Entries taken from a collection
^^^^^^^^
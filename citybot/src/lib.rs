//! Detection-driven automation for a city-building mobile game.
//!
//! Each configured instance runs its own loop against one Android device:
//! a tutorial bootstrap, one-time startup tasks, then a scheduler that picks
//! one task per perception cycle. The crate keeps a strict split:
//!
//! - **[`core`]**: Pure, deterministic logic (detections, view and tutorial
//!   classification, cooldowns, the persisted data model, the build order).
//!   No I/O, fully testable in isolation.
//! - **[`io`]**: Side-effecting adapters (adb, the detector command, the
//!   clock, JSON state files, TOML config) behind traits so tests can script
//!   them.
//!
//! Orchestration modules ([`bootstrap`], [`pipeline`], [`scheduler`],
//! [`instance`]) combine the two and back the CLI commands.

pub mod bootstrap;
pub mod console;
pub mod control;
pub mod core;
pub mod exit_codes;
pub mod instance;
pub mod io;
pub mod logging;
pub mod pipeline;
pub mod scheduler;
pub mod session;
pub mod tasks;
#[cfg(any(test, feature = "test-support"))]
pub mod test_support;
^^^^^^^^
**WORK TO BE COMPLETED:** Write out only those lines of the entries that lie between the line containing "one task per" and the last line, inclusive, reproducing them exactly.

**OUTPUT FOR THIS EXERCISE:**
//! one task per perception cycle. The crate keeps a strict split:
//!
//! - **[`core`]**: Pure, deterministic logic (detections, view and tutorial
//!   classification, cooldowns, the persisted data model, the build order).
//!   No I/O, fully testable in isolation.
//! - **[`io`]**: Side-effecting adapters (adb, the detector command, the
//!   clock, JSON state files, TOML config) behind traits so tests can script
//!   them.
//!
//! Orchestration modules ([`bootstrap`], [`pipeline`], [`scheduler`],
//! [`instance`]) combine the two and back the CLI commands.

pub mod bootstrap;
pub mod console;
pub mod control;
pub mod core;
pub mod exit_codes;
pub mod instance;
pub mod io;
pub mod logging;
pub mod pipeline;
pub mod scheduler;
pub mod session;
pub mod tasks;
#[cfg(any(test, feature = "test-support"))]
pub mod test_support;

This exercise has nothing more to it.